There are more than 40 million widows in India and for the majority of them, life is what some have described as a "living sati", a reference to the now outlawed practice of widow burning.
My mother became a widow at the age of 37. Soon after, she packed up her children and her belongings and left India for a job in Australia. 40 years later, her family still hasn't really recovered from losing us, and I think she's never stopped feeling guilty for leaving them.
When I asked her why she'd made such a drastic move at a time when women just didn't do that kind of thing, she replied simply that she didn't want to be a widow in India.
And a quick glance at the statistics is enough to understand what she meant by that remark. My mother was educated, from the middle class and supported by a loving and close-knit family. She was one of a very lucky minority, and even then, she found the restrictions unbearable enough to want to leave.
Think then of the life of a woman like Nargis who lives in a poor village in West Bengal. She was married off in her teens to a man already diagnosed with TB. Her parents couldn't afford a decent dowry so they settled for the first marriage offer that came their way for their daughter. Her husband died a couple of years later, leaving her a mother and a widow in her early 20's. Today she supports herself and her young son by working in people's houses.
It was not yet 10 am but the sun and the humidity made the simple act of sitting an effort. "I just came from someone's house," she said tiredly as her silent son looked expressionlessly at us from her lap. "I roasted 12 kilos of rice and made it into puffed rice and for that work they gave me 1 kilo of uncooked rice and half a kilo of puffed rice."
When she gets work, she and her son eat one meal a day. They live with her in-laws who can offer a small room for them, but are too poor themselves to help her with anything more, so Nargis has to feed and clothe herelf and her son on her own.
There are more than 40 million widows in India - 10 percent of the country's female population. And for the majority of these women, life is what some have described as a "living sati", a reference to the now outlawed practice of widow burning.
Only 28 percent of the widows in India are eligible for pensions, and of that number, less than 11 percent actually receive the payments to which they're entitled. If a woman is not financially independent, she's at the mercy of her in laws and her parents. And if they don't have the will or the resources to take care of her and her children, she's on her own.
Hindu widows especially are faced with a battery of societal taboos; the general rule of thumb is that the higher their caste, the more restrictions widows face.

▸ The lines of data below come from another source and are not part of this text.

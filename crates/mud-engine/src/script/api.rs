// Copyright (C) 2026 The Loom MUD Authors
//
// This program is free software: you can redistribute it and/or modify it under
// the terms of the GNU General Public License as published by the Free Software
// Foundation, version 3.
//
// This program is distributed in the hope that it will be useful, but WITHOUT
// ANY WARRANTY; without even the implied warranty of MERCHANTABILITY or FITNESS
// FOR A PARTICULAR PURPOSE. See the GNU General Public License for more details.
//
// You should have received a copy of the GNU General Public License along with
// this program. If not, see <https://www.gnu.org/licenses/>.
//

//! The bounded surface a room/mob script is allowed to touch: scripts never get a
//! reference to `World`, only a handful of narrow verbs that queue `ScriptAction`s for the
//! scheduler to apply after the script returns. This keeps a misbehaving or malicious script from
//! reaching anything outside its own room.

use std::sync::{Arc, Mutex};

use mlua::{Lua, Table};
use mud_common::{RoomId, UserId};

#[derive(Clone, Debug)]
pub enum ScriptAction {
    SpawnMob { mob_name: String, room: RoomId },
    GiveItem { user: UserId, item: String },
    SendText { user: UserId, text: String },
    AddBuff { user: UserId, name: String, rounds: u32 },
    AddTempExit { room: RoomId, direction: String, target: RoomId, rounds: u32 },
    SetMutator { room: RoomId, name: String, rounds: Option<u32> },
}

/// Per-invocation scratch the Lua globals write into. One of these is created fresh for every
/// script run so actions from one invocation never leak into the next.
#[derive(Default)]
pub struct ScriptApiContext {
    pub self_room: Option<RoomId>,
    pub actions: Vec<ScriptAction>,
}

pub type SharedContext = Arc<Mutex<ScriptApiContext>>;

/// Installs the `engine.*` table of host functions into `lua`'s globals. Every function just
/// pushes a `ScriptAction`; none of them touch the world directly.
pub fn install(lua: &Lua, context: SharedContext) -> mlua::Result<()> {
    let engine: Table = lua.create_table()?;

    {
        let context = context.clone();
        let f = lua.create_function(move |_, (mob_name, room): (String, u64)| {
            context.lock().unwrap().actions.push(ScriptAction::SpawnMob { mob_name, room: RoomId(room) });
            Ok(())
        })?;
        engine.set("spawn_mob", f)?;
    }
    {
        let context = context.clone();
        let f = lua.create_function(move |_, (user, item): (u64, String)| {
            context.lock().unwrap().actions.push(ScriptAction::GiveItem { user: UserId(user), item });
            Ok(())
        })?;
        engine.set("give_item", f)?;
    }
    {
        let context = context.clone();
        let f = lua.create_function(move |_, (user, text): (u64, String)| {
            context.lock().unwrap().actions.push(ScriptAction::SendText { user: UserId(user), text });
            Ok(())
        })?;
        engine.set("send_text", f)?;
    }
    {
        let context = context.clone();
        let f = lua.create_function(move |_, (user, name, rounds): (u64, String, u32)| {
            context.lock().unwrap().actions.push(ScriptAction::AddBuff { user: UserId(user), name, rounds });
            Ok(())
        })?;
        engine.set("add_buff", f)?;
    }
    {
        let context = context.clone();
        let f = lua.create_function(move |_, (room, direction, target, rounds): (u64, String, u64, u32)| {
            context.lock().unwrap().actions.push(ScriptAction::AddTempExit {
                room: RoomId(room),
                direction,
                target: RoomId(target),
                rounds,
            });
            Ok(())
        })?;
        engine.set("add_temp_exit", f)?;
    }
    {
        let context = context.clone();
        let f = lua.create_function(move |_, (room, name, rounds): (u64, String, Option<u32>)| {
            context.lock().unwrap().actions.push(ScriptAction::SetMutator { room: RoomId(room), name, rounds });
            Ok(())
        })?;
        engine.set("set_mutator", f)?;
    }
    {
        let context = context.clone();
        let f = lua.create_function(move |_, ()| Ok(context.lock().unwrap().self_room.map(|r| r.0)))?;
        engine.set("self_room", f)?;
    }

    lua.globals().set("engine", engine)?;
    Ok(())
}

#[cfg(test)]
mod tests {
    use super::*;

    #[test]
    fn installed_functions_queue_actions() {
        let lua = Lua::new();
        let context: SharedContext = Arc::new(Mutex::new(ScriptApiContext::default()));
        install(&lua, context.clone()).unwrap();
        lua.load(r#"engine.send_text(7, "hello")"#).exec().unwrap();
        let ctx = context.lock().unwrap();
        assert_eq!(ctx.actions.len(), 1);
        assert!(matches!(&ctx.actions[0], ScriptAction::SendText { user, text } if user.0 == 7 && text == "hello"));
    }

    #[test]
    fn self_room_reflects_context() {
        let lua = Lua::new();
        let context: SharedContext = Arc::new(Mutex::new(ScriptApiContext { self_room: Some(RoomId(3)), actions: Vec::new() }));
        install(&lua, context).unwrap();
        let room: Option<u64> = lua.load("return engine.self_room()").eval().unwrap();
        assert_eq!(room, Some(3));
    }
}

Traditionally when a man dies, his widow is expected to renounce all earthly pleasures.
Widows should no longer look attractive, and are expected to wear only simple white saris for the rest of their lives. On news of their husband's death, they break their bangles and can no longer wear jewellery or use sindhoor - the red powder women wear in their parting and on their foreheads to denote their married status.
An orthodox widow may be expected to cut her hair or even shave her head. A widow from the south of the country may not even be able to wear a blouse under her sari.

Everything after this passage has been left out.